Requirement: Using the entries below, show all lines with the string "struct".

——

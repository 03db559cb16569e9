/// Text Sanitizer
///
/// Rewrites every textual occurrence of a known real identity (names and
/// identifier encodings) into its masked counterpart.

pub mod forms;

use crate::{
    config::PrivacyConfig,
    identity::{IdentityMasker, ProfileIdentity},
};
use regex::{Captures, Regex};
use std::collections::HashMap;
use std::sync::Arc;
use tracing::error;
use uuid::Uuid;

/// Point-in-time view of the host session
#[derive(Debug, Clone, Default)]
pub struct SessionSnapshot {
    /// Account identifier of the signed-in user
    pub account_id: Option<Uuid>,
    /// Account name of the signed-in user
    pub account_name: Option<String>,
    /// Local player entity, absent outside a session
    pub player: Option<ProfileIdentity>,
    /// Online player list
    pub online: Vec<ProfileIdentity>,
}

impl SessionSnapshot {
    /// Known (identifier, name) pairs, local player first, one per identifier
    pub fn known_names(&self) -> Vec<(Uuid, String)> {
        let mut names: Vec<(Uuid, String)> = Vec::new();
        let mut index: HashMap<Uuid, usize> = HashMap::new();

        for profile in self.player.iter().chain(self.online.iter()) {
            if profile.name.trim().is_empty() {
                continue;
            }
            match index.get(&profile.id) {
                Some(&i) => names[i].1 = profile.name.clone(),
                None => {
                    index.insert(profile.id, names.len());
                    names.push((profile.id, profile.name.clone()));
                }
            }
        }

        names
    }

    /// Identifier the local user is known by in `names`
    pub fn local_identity(&self, names: &[(Uuid, String)]) -> Option<Uuid> {
        if let Some(account_id) = self.account_id {
            if names.iter().any(|(id, _)| *id == account_id) {
                return Some(account_id);
            }
        }

        if let Some(account_name) = self.account_name.as_deref().filter(|n| !n.trim().is_empty()) {
            if let Some((id, _)) = names
                .iter()
                .find(|(_, name)| name.eq_ignore_ascii_case(account_name))
            {
                return Some(*id);
            }
        }

        self.account_id.or(self.player.as_ref().map(|p| p.id))
    }

    /// Whether `id` (or `name`) refers to the local user
    pub fn is_local(&self, id: Uuid, name: Option<&str>) -> bool {
        if self.account_id == Some(id) {
            return true;
        }
        if self.player.as_ref().map(|p| p.id) == Some(id) {
            return true;
        }

        match (name, self.account_name.as_deref()) {
            (Some(name), Some(account)) if !name.trim().is_empty() && !account.trim().is_empty() => {
                name.eq_ignore_ascii_case(account)
            }
            _ => false,
        }
    }

    /// Best displayable name for `id`
    pub fn name_for(&self, id: Uuid) -> Option<String> {
        if let Some(profile) = self
            .online
            .iter()
            .find(|p| p.id == id && !p.name.trim().is_empty())
        {
            return Some(profile.name.clone());
        }

        if self.account_id == Some(id) {
            return self
                .account_name
                .clone()
                .filter(|n| !n.trim().is_empty());
        }

        None
    }
}

/// Source of the current session snapshot, implemented by the host
pub trait PlayerDirectory: Send + Sync {
    fn snapshot(&self) -> SessionSnapshot;
}

/// Fixed snapshot directory
#[derive(Debug, Clone, Default)]
pub struct StaticDirectory {
    snapshot: SessionSnapshot,
}

impl StaticDirectory {
    pub fn new(snapshot: SessionSnapshot) -> Self {
        Self { snapshot }
    }
}

impl PlayerDirectory for StaticDirectory {
    fn snapshot(&self) -> SessionSnapshot {
        self.snapshot.clone()
    }
}

/// Text sanitizer over the currently known identities
#[derive(Clone)]
pub struct TextSanitizer {
    masker: IdentityMasker,
    directory: Arc<dyn PlayerDirectory>,
}

impl TextSanitizer {
    pub fn new(masker: IdentityMasker, directory: Arc<dyn PlayerDirectory>) -> Self {
        Self { masker, directory }
    }

    /// Sanitize `text` against the directory's current snapshot
    pub fn sanitize(&self, text: &str, config: &PrivacyConfig) -> String {
        if text.is_empty() || !config.enabled {
            return text.to_string();
        }

        let snapshot = self.directory.snapshot();
        self.sanitize_with(text, config, &snapshot)
    }

    /// Sanitize `text` against an explicit snapshot
    pub fn sanitize_with(
        &self,
        text: &str,
        config: &PrivacyConfig,
        snapshot: &SessionSnapshot,
    ) -> String {
        if text.is_empty() || !config.enabled || snapshot.player.is_none() {
            return text.to_string();
        }

        let names = snapshot.known_names();
        let local = snapshot.local_identity(&names);

        let mut replacements: HashMap<String, String> = self
            .masker
            .aliases()
            .build_replacement_map(local, &names, config)
            .into_iter()
            .collect();

        let mut masks: Vec<(Uuid, Uuid)> = Vec::new();
        for (id, name) in &names {
            let masked = self
                .masker
                .mask_for_name(Some(config), Some(*id) == local, *id, name);
            if masked.id == *id {
                continue;
            }

            masks.push((*id, masked.id));
            replacements.extend(forms::identifier_pairs(id, &masked.id));
        }

        // Masked values map to themselves so output is never rewritten again
        let masked_values: Vec<String> = replacements.values().cloned().collect();
        for value in masked_values {
            replacements.insert(value.clone(), value);
        }

        substitute(text, &replacements, &forms::prefix_map(&masks))
    }
}

/// One left-to-right pass over `text`
///
/// At each position the longest matching key wins and the scan resumes after
/// the match, so replaced text is never matched again. Standalone 8-hex
/// tokens are looked up in `prefixes`.
fn substitute(
    text: &str,
    replacements: &HashMap<String, String>,
    prefixes: &HashMap<String, String>,
) -> String {
    let mut keys: Vec<&str> = replacements
        .keys()
        .map(String::as_str)
        .filter(|key| !key.is_empty())
        .collect();
    if keys.is_empty() && prefixes.is_empty() {
        return text.to_string();
    }
    keys.sort_by(|a, b| b.len().cmp(&a.len()).then_with(|| a.cmp(b)));

    let mut alternatives: Vec<String> = keys.iter().map(|key| regex::escape(key)).collect();
    if !prefixes.is_empty() {
        alternatives.push(format!("(?P<prefix>{})", forms::HEX8_PATTERN));
    }

    let pattern = match Regex::new(&alternatives.join("|")) {
        Ok(pattern) => pattern,
        Err(e) => {
            error!("Failed to build sanitizer pattern: {}", e);
            return text.to_string();
        }
    };

    pattern
        .replace_all(text, |caps: &Captures| {
            let Some(found) = caps.get(0) else {
                return String::new();
            };
            let token = found.as_str();

            if caps.name("prefix").is_some() {
                if text[found.end()..].starts_with('-') {
                    return token.to_string();
                }
                return forms::masked_prefix(token, prefixes).unwrap_or_else(|| token.to_string());
            }

            replacements
                .get(token)
                .cloned()
                .unwrap_or_else(|| token.to_string())
        })
        .into_owned()
}
/// External fallback provider
///
/// Consulted only after the official services gave up on a username. Skins
/// and capes live under separate base URLs and are probed with HEAD before
/// the texture loader downloads them.
use crate::{
    config::HttpConfig,
    error::{EngineResult, FetchError},
    mojang::RemoteHttp,
    resolution::ExternalFallback,
};
use async_trait::async_trait;
use tracing::debug;

#[derive(Clone)]
pub struct HttpExternalFallback {
    http: RemoteHttp,
    skin_base_url: String,
    cape_base_url: String,
}

impl HttpExternalFallback {
    pub fn new(config: &HttpConfig) -> EngineResult<Self> {
        Ok(Self::with_http(RemoteHttp::new(config)?, config))
    }

    pub fn with_http(http: RemoteHttp, config: &HttpConfig) -> Self {
        Self {
            http,
            skin_base_url: config.external_skin_base_url.trim_end_matches('/').to_string(),
            cape_base_url: config.external_cape_base_url.trim_end_matches('/').to_string(),
        }
    }

    fn skin_url(&self, username: &str) -> String {
        format!("{}/{}", self.skin_base_url, urlencoding::encode(username))
    }

    fn cape_url(&self, username: &str) -> String {
        format!("{}/{}.png", self.cape_base_url, urlencoding::encode(username))
    }
}

#[async_trait]
impl ExternalFallback for HttpExternalFallback {
    async fn probe_skin(&self, normalized_username: &str) -> Result<Option<String>, FetchError> {
        let url = self.skin_url(normalized_username);
        let found = self.http.probe("external_skin", &url).await?;
        debug!("External skin probe for {}: {}", normalized_username, found);
        Ok(found.then_some(url))
    }

    async fn lookup_cape(&self, normalized_username: &str) -> Result<Option<String>, FetchError> {
        let url = self.cape_url(normalized_username);
        let found = self.http.probe("external_cape", &url).await?;
        Ok(found.then_some(url))
    }
}
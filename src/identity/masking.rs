/// Identity Masker - computes the identity to display for a real identity
use crate::{
    config::PrivacyConfig,
    identity::{derive_identifier, expand_template, AliasRegistry, MaskedIdentity},
};
use std::sync::Arc;
use uuid::Uuid;

/// Pure masking policy over a privacy config
///
/// An absent config means the feature is disabled.
#[derive(Clone)]
pub struct IdentityMasker {
    aliases: Arc<AliasRegistry>,
}

impl IdentityMasker {
    pub fn new(aliases: Arc<AliasRegistry>) -> Self {
        Self { aliases }
    }

    pub fn aliases(&self) -> &Arc<AliasRegistry> {
        &self.aliases
    }

    /// Mask an identity for name rendering (name toggles)
    pub fn mask_for_name(
        &self,
        config: Option<&PrivacyConfig>,
        is_local: bool,
        id: Uuid,
        name: &str,
    ) -> MaskedIdentity {
        let config = match active(config, name) {
            Some(config) => config,
            None => return MaskedIdentity::new(id, name),
        };

        let masked_name = self.masked_name(config, is_local, &id, name);
        if masked_name == name {
            return MaskedIdentity::new(id, name);
        }

        MaskedIdentity::new(derive_identifier(&masked_name), masked_name)
    }

    /// Mask an identity for texture rendering (skin toggles)
    ///
    /// Without a texture source override the identifier follows the masked
    /// name. With an override it is keyed by the alias token so identities
    /// sharing a masked name stay apart on identifier-keyed caches.
    pub fn mask_for_texture(
        &self,
        config: Option<&PrivacyConfig>,
        is_local: bool,
        id: Uuid,
        name: &str,
    ) -> MaskedIdentity {
        let config = match active(config, name) {
            Some(config) => config,
            None => return MaskedIdentity::new(id, name),
        };

        let (hide_skin, source) = if is_local {
            (config.hide_local_skin, config.local_skin_source.as_str())
        } else {
            (config.hide_other_skins, config.others_skin_source.as_str())
        };
        if !hide_skin {
            return MaskedIdentity::new(id, name);
        }

        let rendered_name = self.masked_name(config, is_local, &id, name);

        let mut masked_id = if source.trim().is_empty() {
            derive_identifier(&rendered_name)
        } else {
            derive_identifier(&self.texture_key(&id))
        };
        if masked_id == id {
            masked_id = derive_identifier(&format!("{}:{}", self.texture_key(&id), rendered_name));
        }

        MaskedIdentity::new(masked_id, rendered_name)
    }

    fn masked_name(&self, config: &PrivacyConfig, is_local: bool, id: &Uuid, name: &str) -> String {
        if is_local {
            return if config.hide_local_name {
                config.local_name.clone()
            } else {
                name.to_string()
            };
        }

        if !config.hide_other_names {
            return name.to_string();
        }

        expand_template(
            &config.others_name_template,
            &self.aliases.get_or_create_short_token(id),
        )
    }

    fn texture_key(&self, id: &Uuid) -> String {
        format!("tex_{}", self.aliases.get_or_create_short_token(id))
    }
}

fn active<'a>(config: Option<&'a PrivacyConfig>, name: &str) -> Option<&'a PrivacyConfig> {
    match config {
        Some(config) if config.enabled && !name.trim().is_empty() => Some(config),
        _ => None,
    }
}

——

Exercise result:
pub struct SessionSnapshot {
pub struct StaticDirectory {
pub struct TextSanitizer {
pub struct HttpExternalFallback {
pub struct IdentityMasker {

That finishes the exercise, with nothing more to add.